▶ **Records**:
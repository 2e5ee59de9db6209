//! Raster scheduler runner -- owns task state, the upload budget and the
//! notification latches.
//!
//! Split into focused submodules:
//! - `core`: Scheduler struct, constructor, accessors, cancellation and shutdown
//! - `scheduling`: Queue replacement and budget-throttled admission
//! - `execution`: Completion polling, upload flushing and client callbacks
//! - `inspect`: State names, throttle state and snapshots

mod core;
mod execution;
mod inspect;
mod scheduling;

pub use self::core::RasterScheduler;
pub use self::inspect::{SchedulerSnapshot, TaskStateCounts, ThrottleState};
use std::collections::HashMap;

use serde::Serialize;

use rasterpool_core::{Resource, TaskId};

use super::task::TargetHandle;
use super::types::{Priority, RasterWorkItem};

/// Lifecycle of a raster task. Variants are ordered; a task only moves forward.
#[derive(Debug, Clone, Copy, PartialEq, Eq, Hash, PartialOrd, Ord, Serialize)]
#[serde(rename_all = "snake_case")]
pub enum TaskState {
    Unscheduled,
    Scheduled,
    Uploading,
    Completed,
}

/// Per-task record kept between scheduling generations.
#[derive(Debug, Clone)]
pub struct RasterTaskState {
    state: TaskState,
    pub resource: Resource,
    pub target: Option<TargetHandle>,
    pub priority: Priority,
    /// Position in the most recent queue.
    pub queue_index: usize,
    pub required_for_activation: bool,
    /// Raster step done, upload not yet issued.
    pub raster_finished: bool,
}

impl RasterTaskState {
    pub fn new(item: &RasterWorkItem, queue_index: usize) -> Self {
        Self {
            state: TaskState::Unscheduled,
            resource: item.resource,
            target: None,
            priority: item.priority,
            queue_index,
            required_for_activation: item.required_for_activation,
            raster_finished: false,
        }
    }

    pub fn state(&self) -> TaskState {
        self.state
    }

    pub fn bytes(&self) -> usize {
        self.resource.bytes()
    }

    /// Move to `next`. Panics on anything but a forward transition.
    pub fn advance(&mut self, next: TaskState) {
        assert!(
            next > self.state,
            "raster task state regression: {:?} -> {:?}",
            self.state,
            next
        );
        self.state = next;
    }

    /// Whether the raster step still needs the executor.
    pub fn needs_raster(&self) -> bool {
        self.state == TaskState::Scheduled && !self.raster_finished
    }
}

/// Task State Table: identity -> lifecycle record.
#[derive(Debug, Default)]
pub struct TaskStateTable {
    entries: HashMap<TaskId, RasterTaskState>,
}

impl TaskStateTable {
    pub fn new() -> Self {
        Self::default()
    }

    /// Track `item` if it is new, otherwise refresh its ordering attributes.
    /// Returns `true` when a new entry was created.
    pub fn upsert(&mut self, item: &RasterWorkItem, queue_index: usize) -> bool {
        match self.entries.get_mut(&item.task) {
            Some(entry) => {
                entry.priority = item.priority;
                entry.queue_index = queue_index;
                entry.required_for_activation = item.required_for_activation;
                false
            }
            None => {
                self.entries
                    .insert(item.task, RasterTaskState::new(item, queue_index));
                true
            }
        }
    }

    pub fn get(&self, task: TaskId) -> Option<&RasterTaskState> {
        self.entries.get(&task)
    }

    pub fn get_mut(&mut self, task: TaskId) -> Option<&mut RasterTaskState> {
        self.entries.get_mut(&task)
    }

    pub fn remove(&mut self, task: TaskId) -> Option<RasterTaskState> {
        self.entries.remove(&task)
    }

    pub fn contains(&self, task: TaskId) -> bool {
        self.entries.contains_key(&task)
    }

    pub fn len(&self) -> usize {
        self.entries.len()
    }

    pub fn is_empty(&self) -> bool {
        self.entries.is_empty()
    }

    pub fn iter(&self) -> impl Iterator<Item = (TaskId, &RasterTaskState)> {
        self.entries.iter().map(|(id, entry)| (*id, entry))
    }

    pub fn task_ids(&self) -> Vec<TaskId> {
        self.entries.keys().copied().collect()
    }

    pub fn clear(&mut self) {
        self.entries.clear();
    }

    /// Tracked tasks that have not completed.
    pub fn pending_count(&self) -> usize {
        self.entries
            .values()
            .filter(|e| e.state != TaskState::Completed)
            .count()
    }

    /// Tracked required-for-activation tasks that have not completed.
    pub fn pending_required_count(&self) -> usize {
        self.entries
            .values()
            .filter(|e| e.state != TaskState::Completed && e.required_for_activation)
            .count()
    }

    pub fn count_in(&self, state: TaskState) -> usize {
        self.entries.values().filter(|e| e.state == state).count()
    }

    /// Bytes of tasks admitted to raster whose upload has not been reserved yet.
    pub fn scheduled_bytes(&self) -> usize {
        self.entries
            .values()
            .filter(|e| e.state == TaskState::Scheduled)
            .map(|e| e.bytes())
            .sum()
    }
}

--

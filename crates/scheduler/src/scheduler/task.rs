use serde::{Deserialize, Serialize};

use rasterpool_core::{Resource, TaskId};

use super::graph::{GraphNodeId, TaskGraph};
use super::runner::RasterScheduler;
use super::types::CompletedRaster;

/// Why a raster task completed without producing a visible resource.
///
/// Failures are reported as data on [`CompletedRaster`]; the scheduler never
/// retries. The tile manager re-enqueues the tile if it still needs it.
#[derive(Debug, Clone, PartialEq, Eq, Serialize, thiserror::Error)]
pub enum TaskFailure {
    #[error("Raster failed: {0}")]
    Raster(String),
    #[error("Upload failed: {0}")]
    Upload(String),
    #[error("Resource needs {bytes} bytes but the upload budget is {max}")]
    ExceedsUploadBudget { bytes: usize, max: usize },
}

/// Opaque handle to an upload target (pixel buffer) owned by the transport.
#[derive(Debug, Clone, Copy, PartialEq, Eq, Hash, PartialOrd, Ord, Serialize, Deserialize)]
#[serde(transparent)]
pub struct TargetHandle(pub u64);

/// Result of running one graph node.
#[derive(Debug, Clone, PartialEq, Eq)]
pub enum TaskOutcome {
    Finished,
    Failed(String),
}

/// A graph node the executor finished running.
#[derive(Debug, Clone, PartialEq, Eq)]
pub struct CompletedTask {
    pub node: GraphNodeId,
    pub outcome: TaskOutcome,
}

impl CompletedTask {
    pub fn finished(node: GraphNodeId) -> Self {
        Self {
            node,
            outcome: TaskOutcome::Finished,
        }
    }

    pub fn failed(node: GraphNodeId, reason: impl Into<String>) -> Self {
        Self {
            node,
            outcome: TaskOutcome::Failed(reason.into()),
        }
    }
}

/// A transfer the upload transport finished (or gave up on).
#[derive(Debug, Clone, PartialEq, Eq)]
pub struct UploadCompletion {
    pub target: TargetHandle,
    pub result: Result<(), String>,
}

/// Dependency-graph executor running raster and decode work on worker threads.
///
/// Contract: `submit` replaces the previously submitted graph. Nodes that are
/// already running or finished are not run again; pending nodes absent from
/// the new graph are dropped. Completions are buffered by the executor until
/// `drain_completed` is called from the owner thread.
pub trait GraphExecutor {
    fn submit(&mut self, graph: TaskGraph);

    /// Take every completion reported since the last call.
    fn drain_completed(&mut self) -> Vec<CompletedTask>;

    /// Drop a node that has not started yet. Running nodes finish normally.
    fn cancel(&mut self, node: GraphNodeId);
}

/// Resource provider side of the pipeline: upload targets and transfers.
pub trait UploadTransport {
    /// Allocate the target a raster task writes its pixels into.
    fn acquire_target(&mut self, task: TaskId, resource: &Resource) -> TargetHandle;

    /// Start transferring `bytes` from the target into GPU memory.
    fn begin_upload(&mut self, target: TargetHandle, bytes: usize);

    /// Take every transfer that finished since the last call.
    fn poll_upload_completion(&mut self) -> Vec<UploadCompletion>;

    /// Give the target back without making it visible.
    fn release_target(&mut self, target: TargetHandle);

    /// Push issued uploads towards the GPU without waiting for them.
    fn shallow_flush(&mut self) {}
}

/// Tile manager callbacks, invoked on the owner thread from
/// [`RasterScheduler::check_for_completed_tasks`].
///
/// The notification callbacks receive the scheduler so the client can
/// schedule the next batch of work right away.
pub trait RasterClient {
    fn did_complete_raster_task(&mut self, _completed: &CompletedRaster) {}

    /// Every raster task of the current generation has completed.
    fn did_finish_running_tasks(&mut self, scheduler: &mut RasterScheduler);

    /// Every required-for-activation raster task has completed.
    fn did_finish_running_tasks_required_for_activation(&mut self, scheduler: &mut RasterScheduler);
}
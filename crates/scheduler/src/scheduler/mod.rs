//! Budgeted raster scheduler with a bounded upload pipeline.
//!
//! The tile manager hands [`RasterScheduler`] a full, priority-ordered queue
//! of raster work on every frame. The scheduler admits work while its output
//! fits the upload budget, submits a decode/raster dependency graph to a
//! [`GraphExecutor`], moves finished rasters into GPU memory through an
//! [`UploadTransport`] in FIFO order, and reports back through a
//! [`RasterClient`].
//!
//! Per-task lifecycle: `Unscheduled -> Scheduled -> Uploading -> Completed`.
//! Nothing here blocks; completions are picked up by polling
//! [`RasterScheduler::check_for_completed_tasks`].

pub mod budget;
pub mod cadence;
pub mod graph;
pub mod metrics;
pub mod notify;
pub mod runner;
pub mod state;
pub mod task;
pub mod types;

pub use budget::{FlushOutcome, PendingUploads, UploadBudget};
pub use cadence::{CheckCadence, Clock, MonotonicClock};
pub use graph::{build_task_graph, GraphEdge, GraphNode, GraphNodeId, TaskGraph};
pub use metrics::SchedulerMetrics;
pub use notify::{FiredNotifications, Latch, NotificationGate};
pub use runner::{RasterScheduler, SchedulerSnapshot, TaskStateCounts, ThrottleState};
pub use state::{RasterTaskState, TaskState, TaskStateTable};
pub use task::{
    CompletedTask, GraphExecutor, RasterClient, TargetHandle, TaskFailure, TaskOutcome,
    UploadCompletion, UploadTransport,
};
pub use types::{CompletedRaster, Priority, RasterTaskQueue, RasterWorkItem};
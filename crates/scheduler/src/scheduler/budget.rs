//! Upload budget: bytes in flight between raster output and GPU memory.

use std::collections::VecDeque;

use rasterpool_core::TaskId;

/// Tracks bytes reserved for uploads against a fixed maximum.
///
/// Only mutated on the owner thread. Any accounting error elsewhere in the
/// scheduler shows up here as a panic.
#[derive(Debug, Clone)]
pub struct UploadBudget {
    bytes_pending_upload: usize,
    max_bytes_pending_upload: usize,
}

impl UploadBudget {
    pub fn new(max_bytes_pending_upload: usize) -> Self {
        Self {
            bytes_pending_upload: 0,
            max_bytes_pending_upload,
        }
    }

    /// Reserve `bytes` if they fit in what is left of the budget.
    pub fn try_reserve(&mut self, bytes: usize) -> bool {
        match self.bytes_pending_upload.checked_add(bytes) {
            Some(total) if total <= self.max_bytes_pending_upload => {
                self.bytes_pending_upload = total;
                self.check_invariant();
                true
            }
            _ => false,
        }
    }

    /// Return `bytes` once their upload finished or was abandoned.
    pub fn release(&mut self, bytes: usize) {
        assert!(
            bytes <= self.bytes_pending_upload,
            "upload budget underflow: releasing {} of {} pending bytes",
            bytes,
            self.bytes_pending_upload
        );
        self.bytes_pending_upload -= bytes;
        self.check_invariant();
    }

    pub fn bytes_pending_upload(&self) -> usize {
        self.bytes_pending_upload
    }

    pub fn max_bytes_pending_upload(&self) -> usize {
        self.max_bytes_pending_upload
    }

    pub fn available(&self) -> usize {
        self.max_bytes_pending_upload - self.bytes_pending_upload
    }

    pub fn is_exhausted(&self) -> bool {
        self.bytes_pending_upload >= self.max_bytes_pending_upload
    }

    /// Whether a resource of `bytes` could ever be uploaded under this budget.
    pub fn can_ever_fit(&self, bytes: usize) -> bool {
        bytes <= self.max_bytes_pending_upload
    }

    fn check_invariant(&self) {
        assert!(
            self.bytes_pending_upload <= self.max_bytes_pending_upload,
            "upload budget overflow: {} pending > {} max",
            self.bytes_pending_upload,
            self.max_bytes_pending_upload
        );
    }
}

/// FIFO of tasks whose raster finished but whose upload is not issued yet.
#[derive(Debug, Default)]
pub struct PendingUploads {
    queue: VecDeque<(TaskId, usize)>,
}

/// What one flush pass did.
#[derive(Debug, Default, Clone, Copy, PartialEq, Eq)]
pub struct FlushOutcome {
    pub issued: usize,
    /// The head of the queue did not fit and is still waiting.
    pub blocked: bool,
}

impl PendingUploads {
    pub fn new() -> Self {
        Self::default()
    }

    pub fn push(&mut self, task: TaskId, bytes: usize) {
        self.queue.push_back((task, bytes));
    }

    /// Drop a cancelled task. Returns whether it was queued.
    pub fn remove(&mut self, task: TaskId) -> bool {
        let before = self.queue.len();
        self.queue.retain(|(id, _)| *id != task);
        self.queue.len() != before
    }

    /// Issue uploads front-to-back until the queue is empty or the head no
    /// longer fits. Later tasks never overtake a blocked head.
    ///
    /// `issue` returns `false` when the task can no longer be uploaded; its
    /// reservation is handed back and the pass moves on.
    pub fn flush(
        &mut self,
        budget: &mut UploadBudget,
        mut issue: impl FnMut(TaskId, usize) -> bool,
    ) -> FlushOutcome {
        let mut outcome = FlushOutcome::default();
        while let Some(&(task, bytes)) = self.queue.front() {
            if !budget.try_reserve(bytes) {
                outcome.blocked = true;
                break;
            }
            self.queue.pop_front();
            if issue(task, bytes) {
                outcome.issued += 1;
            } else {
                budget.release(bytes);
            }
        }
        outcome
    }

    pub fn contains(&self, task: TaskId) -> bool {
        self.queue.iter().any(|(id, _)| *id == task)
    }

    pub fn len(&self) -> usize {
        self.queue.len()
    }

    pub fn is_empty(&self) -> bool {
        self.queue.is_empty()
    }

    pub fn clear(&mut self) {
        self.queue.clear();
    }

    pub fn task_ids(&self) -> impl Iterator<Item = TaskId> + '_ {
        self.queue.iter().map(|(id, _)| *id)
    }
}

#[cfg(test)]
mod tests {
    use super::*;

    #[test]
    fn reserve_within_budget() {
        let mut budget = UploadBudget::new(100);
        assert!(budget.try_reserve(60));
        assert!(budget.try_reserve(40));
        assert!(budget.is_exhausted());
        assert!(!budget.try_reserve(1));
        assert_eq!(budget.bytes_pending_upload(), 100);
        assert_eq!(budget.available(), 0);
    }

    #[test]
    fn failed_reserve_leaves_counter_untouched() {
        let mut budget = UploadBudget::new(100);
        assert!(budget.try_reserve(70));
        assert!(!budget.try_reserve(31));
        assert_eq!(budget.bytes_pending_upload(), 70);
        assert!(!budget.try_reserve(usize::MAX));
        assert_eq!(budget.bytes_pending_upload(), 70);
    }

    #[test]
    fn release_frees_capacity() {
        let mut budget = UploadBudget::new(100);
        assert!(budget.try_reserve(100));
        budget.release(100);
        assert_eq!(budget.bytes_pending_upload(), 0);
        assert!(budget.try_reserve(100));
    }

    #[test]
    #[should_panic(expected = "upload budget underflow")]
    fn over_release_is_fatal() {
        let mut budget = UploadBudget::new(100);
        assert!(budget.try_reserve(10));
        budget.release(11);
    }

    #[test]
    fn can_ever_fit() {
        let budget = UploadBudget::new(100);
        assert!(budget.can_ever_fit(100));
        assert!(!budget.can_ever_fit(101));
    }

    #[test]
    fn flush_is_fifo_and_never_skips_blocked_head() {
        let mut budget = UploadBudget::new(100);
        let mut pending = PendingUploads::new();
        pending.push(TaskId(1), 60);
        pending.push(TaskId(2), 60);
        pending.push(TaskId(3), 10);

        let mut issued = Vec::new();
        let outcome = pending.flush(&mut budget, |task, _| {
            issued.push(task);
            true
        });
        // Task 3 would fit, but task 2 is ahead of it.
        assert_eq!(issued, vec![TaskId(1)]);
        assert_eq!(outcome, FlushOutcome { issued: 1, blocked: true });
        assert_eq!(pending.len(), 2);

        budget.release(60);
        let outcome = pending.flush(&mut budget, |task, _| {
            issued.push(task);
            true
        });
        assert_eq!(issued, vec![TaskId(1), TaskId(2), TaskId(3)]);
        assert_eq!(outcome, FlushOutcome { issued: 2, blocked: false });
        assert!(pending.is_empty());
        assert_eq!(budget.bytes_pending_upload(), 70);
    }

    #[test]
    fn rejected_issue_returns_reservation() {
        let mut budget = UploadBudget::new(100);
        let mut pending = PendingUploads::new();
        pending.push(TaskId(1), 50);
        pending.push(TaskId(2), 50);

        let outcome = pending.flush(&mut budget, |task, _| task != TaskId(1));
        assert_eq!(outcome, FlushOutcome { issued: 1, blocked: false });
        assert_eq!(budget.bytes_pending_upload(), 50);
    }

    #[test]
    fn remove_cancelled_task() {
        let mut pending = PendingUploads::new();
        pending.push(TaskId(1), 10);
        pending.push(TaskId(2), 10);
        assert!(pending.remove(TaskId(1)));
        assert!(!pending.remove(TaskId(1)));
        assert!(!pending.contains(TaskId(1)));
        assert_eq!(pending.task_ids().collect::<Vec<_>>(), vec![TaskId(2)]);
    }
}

--

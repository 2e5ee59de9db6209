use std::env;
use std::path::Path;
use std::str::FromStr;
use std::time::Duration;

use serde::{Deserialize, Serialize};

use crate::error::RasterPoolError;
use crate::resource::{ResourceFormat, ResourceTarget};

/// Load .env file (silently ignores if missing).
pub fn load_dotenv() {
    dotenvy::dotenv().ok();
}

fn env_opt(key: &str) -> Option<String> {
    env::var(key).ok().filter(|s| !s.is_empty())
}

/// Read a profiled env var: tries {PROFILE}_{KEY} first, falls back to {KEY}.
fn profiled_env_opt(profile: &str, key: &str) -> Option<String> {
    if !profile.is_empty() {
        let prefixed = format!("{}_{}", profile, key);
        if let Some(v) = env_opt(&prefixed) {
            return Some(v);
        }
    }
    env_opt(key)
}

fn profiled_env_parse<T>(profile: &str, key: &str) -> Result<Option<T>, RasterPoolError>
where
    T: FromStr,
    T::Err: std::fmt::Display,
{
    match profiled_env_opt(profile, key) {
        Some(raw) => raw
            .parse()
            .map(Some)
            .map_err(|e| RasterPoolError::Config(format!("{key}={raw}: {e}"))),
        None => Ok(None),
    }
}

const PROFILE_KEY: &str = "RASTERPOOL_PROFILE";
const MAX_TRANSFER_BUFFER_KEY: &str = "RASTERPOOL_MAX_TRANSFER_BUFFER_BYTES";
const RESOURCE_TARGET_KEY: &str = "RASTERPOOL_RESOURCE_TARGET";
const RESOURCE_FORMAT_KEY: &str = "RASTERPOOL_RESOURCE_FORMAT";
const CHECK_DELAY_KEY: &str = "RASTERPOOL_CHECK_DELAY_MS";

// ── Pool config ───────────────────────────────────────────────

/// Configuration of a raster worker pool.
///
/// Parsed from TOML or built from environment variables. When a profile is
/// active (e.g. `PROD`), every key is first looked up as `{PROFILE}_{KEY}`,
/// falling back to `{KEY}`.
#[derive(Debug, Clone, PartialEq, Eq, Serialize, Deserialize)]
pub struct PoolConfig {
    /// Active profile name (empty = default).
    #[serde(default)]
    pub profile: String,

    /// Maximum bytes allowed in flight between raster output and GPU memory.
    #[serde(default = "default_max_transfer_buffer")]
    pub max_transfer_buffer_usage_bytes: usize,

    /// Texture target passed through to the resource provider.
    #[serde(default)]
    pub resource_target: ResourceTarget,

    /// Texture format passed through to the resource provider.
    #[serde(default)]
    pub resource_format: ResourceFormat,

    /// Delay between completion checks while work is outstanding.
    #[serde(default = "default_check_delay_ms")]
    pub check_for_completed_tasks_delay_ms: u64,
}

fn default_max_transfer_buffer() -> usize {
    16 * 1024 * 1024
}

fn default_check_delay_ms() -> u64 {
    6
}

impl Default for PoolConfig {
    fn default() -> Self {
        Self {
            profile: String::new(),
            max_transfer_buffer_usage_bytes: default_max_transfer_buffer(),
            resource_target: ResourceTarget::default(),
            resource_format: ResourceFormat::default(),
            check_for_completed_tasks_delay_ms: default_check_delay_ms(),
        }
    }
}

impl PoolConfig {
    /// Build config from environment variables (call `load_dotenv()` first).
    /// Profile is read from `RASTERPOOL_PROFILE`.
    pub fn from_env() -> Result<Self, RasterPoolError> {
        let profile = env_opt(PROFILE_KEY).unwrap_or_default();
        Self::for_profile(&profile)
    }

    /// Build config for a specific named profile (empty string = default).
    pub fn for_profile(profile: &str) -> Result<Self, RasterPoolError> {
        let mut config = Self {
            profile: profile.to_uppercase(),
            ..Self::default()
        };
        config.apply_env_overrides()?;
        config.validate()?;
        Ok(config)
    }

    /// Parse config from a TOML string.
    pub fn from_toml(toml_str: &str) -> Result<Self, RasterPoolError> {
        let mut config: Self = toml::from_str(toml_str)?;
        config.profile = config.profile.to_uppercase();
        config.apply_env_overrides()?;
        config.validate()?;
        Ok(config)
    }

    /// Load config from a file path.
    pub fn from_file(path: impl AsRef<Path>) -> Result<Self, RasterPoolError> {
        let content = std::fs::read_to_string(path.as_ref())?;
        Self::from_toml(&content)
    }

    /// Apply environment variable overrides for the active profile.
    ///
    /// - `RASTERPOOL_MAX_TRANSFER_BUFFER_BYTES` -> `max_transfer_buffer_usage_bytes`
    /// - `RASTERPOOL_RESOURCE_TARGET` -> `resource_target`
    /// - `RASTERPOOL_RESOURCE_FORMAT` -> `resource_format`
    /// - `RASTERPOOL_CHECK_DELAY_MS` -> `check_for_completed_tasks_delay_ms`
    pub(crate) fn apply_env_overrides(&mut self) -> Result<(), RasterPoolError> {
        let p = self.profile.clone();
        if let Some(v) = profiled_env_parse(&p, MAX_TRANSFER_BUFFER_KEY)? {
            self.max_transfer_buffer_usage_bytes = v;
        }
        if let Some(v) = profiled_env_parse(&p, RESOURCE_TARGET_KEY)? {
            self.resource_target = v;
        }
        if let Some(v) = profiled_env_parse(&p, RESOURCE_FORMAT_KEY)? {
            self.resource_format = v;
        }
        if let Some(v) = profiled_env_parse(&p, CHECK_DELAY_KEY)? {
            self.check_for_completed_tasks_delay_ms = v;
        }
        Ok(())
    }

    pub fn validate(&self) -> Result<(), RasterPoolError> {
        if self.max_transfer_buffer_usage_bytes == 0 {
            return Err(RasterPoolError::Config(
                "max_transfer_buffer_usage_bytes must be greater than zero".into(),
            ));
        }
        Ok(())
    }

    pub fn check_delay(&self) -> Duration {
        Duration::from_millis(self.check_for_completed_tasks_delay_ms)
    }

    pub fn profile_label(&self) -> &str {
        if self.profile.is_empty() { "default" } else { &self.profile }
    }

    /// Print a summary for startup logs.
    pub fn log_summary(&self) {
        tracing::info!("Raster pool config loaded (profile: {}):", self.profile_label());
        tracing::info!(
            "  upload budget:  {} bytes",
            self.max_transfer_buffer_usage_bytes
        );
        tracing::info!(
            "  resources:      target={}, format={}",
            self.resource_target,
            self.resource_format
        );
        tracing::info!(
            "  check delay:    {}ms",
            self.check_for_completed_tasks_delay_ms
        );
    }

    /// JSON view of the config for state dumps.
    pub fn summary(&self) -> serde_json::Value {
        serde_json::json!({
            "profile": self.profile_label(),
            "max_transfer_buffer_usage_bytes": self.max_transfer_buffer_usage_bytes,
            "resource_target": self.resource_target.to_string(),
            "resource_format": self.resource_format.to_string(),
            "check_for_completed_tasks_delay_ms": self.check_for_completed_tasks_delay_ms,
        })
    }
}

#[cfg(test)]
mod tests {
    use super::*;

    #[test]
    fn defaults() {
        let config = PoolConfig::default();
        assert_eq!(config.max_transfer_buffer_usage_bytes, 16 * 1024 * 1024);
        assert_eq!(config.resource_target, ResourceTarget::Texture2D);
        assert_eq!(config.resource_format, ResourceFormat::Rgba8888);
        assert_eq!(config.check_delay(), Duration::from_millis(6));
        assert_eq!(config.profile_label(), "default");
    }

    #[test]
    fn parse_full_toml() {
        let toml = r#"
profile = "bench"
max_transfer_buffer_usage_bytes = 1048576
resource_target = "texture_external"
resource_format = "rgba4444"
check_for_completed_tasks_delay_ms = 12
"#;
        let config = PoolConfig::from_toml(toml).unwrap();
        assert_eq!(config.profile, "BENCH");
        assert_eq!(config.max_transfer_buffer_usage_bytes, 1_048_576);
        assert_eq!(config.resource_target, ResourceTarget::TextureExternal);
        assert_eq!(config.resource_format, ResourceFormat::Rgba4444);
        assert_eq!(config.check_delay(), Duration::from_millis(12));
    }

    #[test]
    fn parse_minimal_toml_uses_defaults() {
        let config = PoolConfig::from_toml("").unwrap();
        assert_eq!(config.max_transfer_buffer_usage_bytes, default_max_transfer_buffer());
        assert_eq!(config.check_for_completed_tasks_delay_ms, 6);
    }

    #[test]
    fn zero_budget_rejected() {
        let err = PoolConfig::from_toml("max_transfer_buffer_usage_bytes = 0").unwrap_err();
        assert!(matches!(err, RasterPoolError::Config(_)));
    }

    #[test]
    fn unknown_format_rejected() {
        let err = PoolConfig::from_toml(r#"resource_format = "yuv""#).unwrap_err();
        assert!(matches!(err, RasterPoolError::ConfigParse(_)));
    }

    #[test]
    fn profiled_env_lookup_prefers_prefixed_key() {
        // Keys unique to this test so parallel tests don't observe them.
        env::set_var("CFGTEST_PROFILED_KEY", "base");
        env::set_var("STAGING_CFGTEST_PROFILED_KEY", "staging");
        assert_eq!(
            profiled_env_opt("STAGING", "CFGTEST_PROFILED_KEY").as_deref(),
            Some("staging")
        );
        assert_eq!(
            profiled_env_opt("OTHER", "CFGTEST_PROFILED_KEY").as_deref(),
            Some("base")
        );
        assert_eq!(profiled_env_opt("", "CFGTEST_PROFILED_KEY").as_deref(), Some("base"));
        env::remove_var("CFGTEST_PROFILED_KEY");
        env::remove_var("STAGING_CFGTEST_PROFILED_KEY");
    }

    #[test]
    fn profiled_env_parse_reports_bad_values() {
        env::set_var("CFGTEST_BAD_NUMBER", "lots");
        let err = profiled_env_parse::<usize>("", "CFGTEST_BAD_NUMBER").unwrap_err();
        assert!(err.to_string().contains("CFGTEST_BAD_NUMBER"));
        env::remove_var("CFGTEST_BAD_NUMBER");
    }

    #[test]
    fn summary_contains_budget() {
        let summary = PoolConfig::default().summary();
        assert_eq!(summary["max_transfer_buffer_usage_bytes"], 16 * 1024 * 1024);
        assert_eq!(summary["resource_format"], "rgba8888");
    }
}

▶ **What is required**:
Scan the entries above for the line containing "let mut config = Self", and copy it and all lines after it exactly, down to and including the line containing "a TOML string.".

▶ **Exercise output**:
        let mut config = Self {
            profile: profile.to_uppercase(),
            ..Self::default()
        };
        config.apply_env_overrides()?;
        config.validate()?;
        Ok(config)
    }

    /// Parse config from a TOML string.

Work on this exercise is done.